I try to count my blessings every day — all the wonderful things we have that make our life easy. Good medicare, and good doctors, wonderful help with caregiving, a nice house, good friends and all the food we feel like eating. This beautiful valley to live in. So many things to be thankful for.

But at the same time, this morning i am obsessed with everything I have given up to this disease, and it is not a small list. Start with our home, our huge market garden, my island community with all its warts and flowers, vast chunks of my lifework (career) gone, the travelling I so enjoyed, both with my partner and, even more, alone. Many of my friendships left stagnant and untended. Most of the stuff we did together for recreation like fishing, exploring, hiking, camping — no, actually all of it now that a 5 block walk has become to him , “Five miles.” My solitude which nourished my soul. Even my privacy. The ability to go for a short walk or take a long shower, or run off to a friend’s house for a quick coffee and a gossip. Sacrificed. All sacrificed for this disease.

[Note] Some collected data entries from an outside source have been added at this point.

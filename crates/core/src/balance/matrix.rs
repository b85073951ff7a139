//! Balance aggregation for one scope.
//!
//! [`ScopeLedger::build`] folds the expenses and completed settlements of a scope
//! into a matrix `M[a][b]` (what `a` owes `b`) and per-participant totals. Net
//! positions are computed two ways, from matrix rows and columns and from the
//! netted pairwise balances, and the two must agree exactly.

use std::collections::BTreeMap;

use splitledger_shared::types::{Currency, Money};
use tracing::{debug, error};

use super::pairwise::allocate_expense;
use super::types::{NetPosition, PairwiseBalance, ParticipantSummary};
use crate::ledger::error::LedgerError;
use crate::ledger::types::{Expense, Participant, Scope, Settlement};

/// Directed debt totals in minor units. Missing cells are zero.
#[derive(Debug, Clone, Default, PartialEq, Eq)]
pub struct BalanceMatrix {
    cells: BTreeMap<(Participant, Participant), i64>,
}

impl BalanceMatrix {
    /// What `debtor` owes `creditor` before netting.
    #[must_use]
    pub fn get(&self, debtor: Participant, creditor: Participant) -> i64 {
        self.cells.get(&(debtor, creditor)).copied().unwrap_or(0)
    }

    fn add(&mut self, debtor: Participant, creditor: Participant, minor: i64) -> Option<()> {
        let cell = self.cells.entry((debtor, creditor)).or_insert(0);
        *cell = cell.checked_add(minor)?;
        Some(())
    }

    /// Applies a completed settlement of `minor` units from `payer` to `payee`.
    ///
    /// The payer's debt to the payee is reduced down to zero; any excess
    /// becomes debt from the payee back to the payer.
    fn settle(&mut self, payer: Participant, payee: Participant, minor: i64) -> Option<()> {
        let outstanding = self.get(payer, payee);
        let cleared = outstanding.min(minor).max(0);
        self.add(payer, payee, -cleared)?;
        let excess = minor.checked_sub(cleared)?;
        if excess > 0 {
            self.add(payee, payer, excess)?;
        }
        Some(())
    }

    /// `Σ_v M[v][u] − Σ_v M[u][v]`.
    fn net_of(&self, participant: Participant) -> Option<i64> {
        self.cells
            .iter()
            .try_fold(0_i64, |acc, (&(debtor, creditor), &minor)| {
                if creditor == participant {
                    acc.checked_add(minor)
                } else if debtor == participant {
                    acc.checked_sub(minor)
                } else {
                    Some(acc)
                }
            })
    }
}

/// Everything derived from one scope's history.
#[derive(Debug, Clone, PartialEq, Eq)]
pub struct ScopeLedger {
    scope: Scope,
    currency: Currency,
    matrix: BalanceMatrix,
    summaries: BTreeMap<Participant, ParticipantSummary>,
    pairwise: Vec<PairwiseBalance>,
    positions: Vec<NetPosition>,
}

impl ScopeLedger {
    /// Builds the ledger of a scope.
    ///
    /// Deleted expenses and settlements that are not completed are ignored.
    ///
    /// # Errors
    ///
    /// Returns `InvariantViolation` on a currency mismatch, an allocation that
    /// does not conserve its total, overflow, disagreeing net forms, or net
    /// positions that do not sum to zero. Each is logged with the scope.
    pub fn build(
        scope: Scope,
        currency: Currency,
        expenses: &[Expense],
        settlements: &[Settlement],
    ) -> Result<Self, LedgerError> {
        let mut matrix = BalanceMatrix::default();
        let mut totals: BTreeMap<Participant, [i64; 4]> = BTreeMap::new();
        let overflow = || violation(scope, "amount overflow");

        let mut expense_count = 0_usize;
        for expense in expenses.iter().filter(|e| !e.is_deleted()) {
            if expense.currency() != currency {
                let detail = format!(
                    "expense {} is in {}, scope uses {currency}",
                    expense.id,
                    expense.currency()
                );
                return Err(violation(scope, &detail));
            }
            for edge in allocate_expense(expense)?.edges {
                matrix
                    .add(edge.debtor, edge.creditor, edge.amount.minor)
                    .ok_or_else(overflow)?;
            }
            for payment in &expense.payments {
                bump(&mut totals, payment.participant, PAID, payment.amount.minor)
                    .ok_or_else(overflow)?;
            }
            for split in &expense.splits {
                bump(&mut totals, split.participant, OWED, split.amount_owed.minor)
                    .ok_or_else(overflow)?;
            }
            expense_count += 1;
        }

        let mut settlement_count = 0_usize;
        for settlement in settlements
            .iter()
            .filter(|s| s.status.counts_toward_balance())
        {
            if settlement.amount.currency != currency {
                let detail = format!(
                    "settlement {} is in {}, scope uses {currency}",
                    settlement.id, settlement.amount.currency
                );
                return Err(violation(scope, &detail));
            }
            // A settlement that reconciliation folded onto one participant moves nothing.
            if settlement.payer == settlement.payee {
                debug!(%scope, settlement = %settlement.id, "Skipping self-settlement");
                continue;
            }
            let minor = settlement.amount.minor;
            matrix
                .settle(settlement.payer, settlement.payee, minor)
                .ok_or_else(overflow)?;
            bump(&mut totals, settlement.payer, SENT, minor).ok_or_else(overflow)?;
            bump(&mut totals, settlement.payee, RECEIVED, minor).ok_or_else(overflow)?;
            settlement_count += 1;
        }

        let pairwise = netted_pairs(&matrix, totals.keys().copied(), currency);
        let positions = net_positions(scope, currency, &matrix, &pairwise, totals.keys().copied())?;

        let summaries = positions
            .iter()
            .map(|position| {
                let [paid, owed, sent, received] = totals
                    .get(&position.participant)
                    .copied()
                    .unwrap_or_default();
                let summary = ParticipantSummary {
                    participant: position.participant,
                    paid: Money::new(paid, currency),
                    owed: Money::new(owed, currency),
                    sent: Money::new(sent, currency),
                    received: Money::new(received, currency),
                    net: position.amount,
                };
                (position.participant, summary)
            })
            .collect();

        debug!(
            %scope,
            expenses = expense_count,
            settlements = settlement_count,
            participants = positions.len(),
            balances = pairwise.len(),
            "Scope ledger computed"
        );

        Ok(Self {
            scope,
            currency,
            matrix,
            summaries,
            pairwise,
            positions,
        })
    }

    /// The scope this ledger describes.
    #[must_use]
    pub const fn scope(&self) -> Scope {
        self.scope
    }

    /// The scope currency.
    #[must_use]
    pub const fn currency(&self) -> Currency {
        self.currency
    }

    /// The underlying matrix.
    #[must_use]
    pub const fn matrix(&self) -> &BalanceMatrix {
        &self.matrix
    }

    /// Netted pairwise balances, ordered by debtor then creditor.
    #[must_use]
    pub fn pairwise_balances(&self) -> &[PairwiseBalance] {
        &self.pairwise
    }

    /// Net positions of every participant seen in the scope, ordered by participant.
    #[must_use]
    pub fn net_positions(&self) -> &[NetPosition] {
        &self.positions
    }

    /// Net position of one participant; zero if they never appear.
    #[must_use]
    pub fn position_of(&self, participant: Participant) -> NetPosition {
        self.positions
            .iter()
            .find(|p| p.participant == participant)
            .copied()
            .unwrap_or(NetPosition {
                scope: self.scope,
                participant,
                amount: Money::zero(self.currency),
            })
    }

    /// Totals of one participant; zero if they never appear.
    #[must_use]
    pub fn summary_of(&self, participant: Participant) -> ParticipantSummary {
        self.summaries
            .get(&participant)
            .copied()
            .unwrap_or_else(|| ParticipantSummary::empty(participant, self.currency))
    }
}

const PAID: usize = 0;
const OWED: usize = 1;
const SENT: usize = 2;
const RECEIVED: usize = 3;

fn bump(
    totals: &mut BTreeMap<Participant, [i64; 4]>,
    participant: Participant,
    slot: usize,
    minor: i64,
) -> Option<()> {
    let entry = totals.entry(participant).or_default();
    entry[slot] = entry[slot].checked_add(minor)?;
    Some(())
}

/// `net(a, b) = M[a][b] − M[b][a]`, reported from the positive side only.
fn netted_pairs<I>(
    matrix: &BalanceMatrix,
    participants: I,
    currency: Currency,
) -> Vec<PairwiseBalance>
where
    I: IntoIterator<Item = Participant>,
{
    let participants: Vec<Participant> = participants.into_iter().collect();
    let mut balances = Vec::new();

    for (i, &a) in participants.iter().enumerate() {
        for &b in &participants[i + 1..] {
            let net = i128::from(matrix.get(a, b)) - i128::from(matrix.get(b, a));
            let (debtor, creditor, amount) = match net.cmp(&0) {
                std::cmp::Ordering::Greater => (a, b, net),
                std::cmp::Ordering::Less => (b, a, -net),
                std::cmp::Ordering::Equal => continue,
            };
            // Each cell fits in i64 and both are non-negative, so the difference does too.
            let Ok(amount) = i64::try_from(amount) else {
                continue;
            };
            balances.push(PairwiseBalance {
                debtor,
                creditor,
                amount: Money::new(amount, currency),
            });
        }
    }

    balances.sort_by_key(|b| (b.debtor, b.creditor));
    balances
}

fn net_positions<I>(
    scope: Scope,
    currency: Currency,
    matrix: &BalanceMatrix,
    pairwise: &[PairwiseBalance],
    participants: I,
) -> Result<Vec<NetPosition>, LedgerError>
where
    I: IntoIterator<Item = Participant>,
{
    let mut positions = Vec::new();
    let mut sum = 0_i128;

    for participant in participants {
        let from_matrix = matrix
            .net_of(participant)
            .ok_or_else(|| violation(scope, "amount overflow"))?;

        let from_pairs: i128 = pairwise
            .iter()
            .map(|b| {
                if b.creditor == participant {
                    i128::from(b.amount.minor)
                } else if b.debtor == participant {
                    -i128::from(b.amount.minor)
                } else {
                    0
                }
            })
            .sum();

        if i128::from(from_matrix) != from_pairs {
            return Err(violation(
                scope,
                &format!("net of {participant} is {from_matrix} by matrix, {from_pairs} by pairs"),
            ));
        }

        sum += i128::from(from_matrix);
        positions.push(NetPosition {
            scope,
            participant,
            amount: Money::new(from_matrix, currency),
        });
    }

    if sum != 0 {
        return Err(violation(scope, &format!("net positions sum to {sum}")));
    }

    Ok(positions)
}

fn violation(scope: Scope, detail: &str) -> LedgerError {
    error!(%scope, detail, "Balance aggregation invariant violated");
    LedgerError::InvariantViolation(format!("scope {scope}: {detail}"))
}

Sacrificed while my 80-year-old life partner asks, again, for me to show him how to read a clock. Again and again.

With no end in sight. No relief. No cure. Again and again and again.

Multiply this cost by the millions and millions of families afflicted by this disease. Unimaginable.

Well, the caregiver has come, so now I think I WILL go out for a walk. One small thing that might make a big difference.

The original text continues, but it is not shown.